» **Stored data entries**
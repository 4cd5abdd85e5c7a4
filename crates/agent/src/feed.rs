//! Newline-delimited JSON transaction feed

use anyhow::{Context, Result};
use gas_anomaly::{Finding, InMemoryReceipts, Receipt, TransactionEvent, TransactionHandler};
use serde::Deserialize;
use tokio::io::{AsyncBufRead, AsyncBufReadExt, AsyncWrite, AsyncWriteExt};
use tracing::{debug, warn};

/// One feed line: the transaction plus its receipt's gas used
#[derive(Debug, Clone, Deserialize)]
#[serde(rename_all = "camelCase")]
pub struct FeedRecord {
    #[serde(flatten)]
    pub transaction: TransactionEvent,
    pub gas_used: String,
}

/// Counters for one feed run
#[derive(Debug, Default, Clone, Copy, PartialEq, Eq)]
pub struct FeedStats {
    pub processed: u64,
    pub malformed: u64,
    pub failed: u64,
    pub findings: u64,
}

/// Evaluate every record of `input`, writing findings to `output` as JSON lines
///
/// Malformed lines and transactions that fail evaluation are logged and
/// skipped.
pub async fn run<R, W>(
    input: R,
    mut output: W,
    handler: &TransactionHandler,
    receipts: &InMemoryReceipts,
) -> Result<FeedStats>
where
    R: AsyncBufRead + Unpin,
    W: AsyncWrite + Unpin,
{
    let mut stats = FeedStats::default();
    let mut lines = input.lines();

    while let Some(line) = lines.next_line().await.context("Failed to read feed")? {
        let line = line.trim();
        if line.is_empty() {
            continue;
        }

        let record: FeedRecord = match serde_json::from_str(line) {
            Ok(record) => record,
            Err(e) => {
                stats.malformed += 1;
                warn!(error = %e, "Skipping malformed feed line");
                continue;
            }
        };

        receipts.insert(
            record.transaction.hash.clone(),
            Receipt {
                gas_used: record.gas_used,
            },
        );

        let outcome = handler.handle(&record.transaction).await;
        // handle returns before the lookup for skipped transactions
        receipts.remove(&record.transaction.hash);

        match outcome {
            Ok(findings) => {
                stats.processed += 1;
                stats.findings += findings.len() as u64;
                write_findings(&mut output, &findings).await?;
            }
            Err(e) => {
                stats.failed += 1;
                warn!(tx_hash = %record.transaction.hash, error = %e, "Transaction evaluation failed");
            }
        }
    }

    output.flush().await.context("Failed to flush findings")?;
    debug!(?stats, "Feed exhausted");
    Ok(stats)
}

async fn write_findings<W: AsyncWrite + Unpin>(output: &mut W, findings: &[Finding]) -> Result<()> {
    for finding in findings {
        let mut line = serde_json::to_vec(finding).context("Failed to serialize finding")?;
        line.push(b'\n');
        output
            .write_all(&line)
            .await
            .context("Failed to write finding")?;
    }
    Ok(())
}

#[cfg(test)]
mod tests {
    use super::*;
    use gas_anomaly::{Classifier, Quota, StoreConfig, WarmupGate};
    use std::sync::Arc;
    use tokio::io::BufReader;

    fn record_to(hash: &str, to: Option<&str>, gas_used: &str, gas_price: &str) -> String {
        serde_json::json!({
            "network": "1",
            "hash": hash,
            "from": "0x39f6a6c85d39d5abad8a398310c52e7c374f2ba3",
            "to": to,
            "data": "0xa9059cbb0000",
            "gasPrice": gas_price,
            "gasUsed": gas_used,
        })
        .to_string()
    }

    fn record(hash: &str, gas_used: &str, gas_price: &str) -> String {
        record_to(
            hash,
            Some("0xdac17f958d2ee523a2206206994597c13d831ec7"),
            gas_used,
            gas_price,
        )
    }

    #[tokio::test]
    async fn test_feed_emits_findings_as_json_lines() {
        let receipts = Arc::new(InMemoryReceipts::new());
        let handler = TransactionHandler::new(
            StoreConfig::default().with_warmup_gate(WarmupGate::Disabled),
            Classifier::default(),
            Arc::new(Quota::default()),
            receipts.clone(),
        );

        let input = [
            record("0x01", "0xb41d", "0x1c2c297a00"),
            "not json".to_string(),
            String::new(),
            record("0x02", "0xb41d", "0x1c2c297a00"),
            record("0x03", "0xffb41d", "0x1c2c297a00"),
        ]
        .join("\n");

        let mut output = Vec::new();
        let stats = run(BufReader::new(input.as_bytes()), &mut output, &handler, &receipts)
            .await
            .unwrap();

        assert_eq!(
            stats,
            FeedStats {
                processed: 3,
                malformed: 1,
                failed: 0,
                findings: 1,
            }
        );

        let text = String::from_utf8(output).unwrap();
        let findings: Vec<Finding> = text
            .lines()
            .map(|line| serde_json::from_str(line).unwrap())
            .collect();
        assert_eq!(findings.len(), 1);
        assert_eq!(findings[0].alert_id, "FORTA-1");
        assert!(findings[0].description.contains("0x03"));
        assert!(receipts.is_empty());
    }

    #[tokio::test]
    async fn test_skipped_transactions_leave_no_receipts() {
        let receipts = Arc::new(InMemoryReceipts::new());
        let handler = TransactionHandler::new(
            StoreConfig::default(),
            Classifier::default(),
            Arc::new(Quota::new(0)),
            receipts.clone(),
        );

        let input = [
            record("0x01", "0xb41d", "0x1c2c297a00"),
            record("0x02", "0xb41d", "0x1c2c297a00"),
            record_to("0x03", None, "0x1a2b3c", "0x1c2c297a00"),
        ]
        .join("\n");

        let mut output = Vec::new();
        let stats = run(BufReader::new(input.as_bytes()), &mut output, &handler, &receipts)
            .await
            .unwrap();

        assert_eq!(stats.processed, 3);
        assert_eq!(stats.findings, 0);
        assert!(output.is_empty());
        assert!(receipts.is_empty());
    }

    #[tokio::test]
    async fn test_contract_creation_leaves_no_receipt() {
        let receipts = Arc::new(InMemoryReceipts::new());
        let handler = TransactionHandler::new(
            StoreConfig::default(),
            Classifier::default(),
            Arc::new(Quota::default()),
            receipts.clone(),
        );

        let input = record_to("0x01", None, "0x1a2b3c", "0x1c2c297a00");
        let stats = run(BufReader::new(input.as_bytes()), Vec::new(), &handler, &receipts)
            .await
            .unwrap();

        assert_eq!(stats.processed, 1);
        assert!(receipts.is_empty());
    }
}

» **ABOUT THIS EXERCISE**
When a line of the records has the word "AsyncBufRead", pick it out and copy it.

» **YOUR SOLUTION**
use tokio::io::{AsyncBufRead, AsyncBufReadExt, AsyncWrite, AsyncWriteExt};
    R: AsyncBufRead + Unpin,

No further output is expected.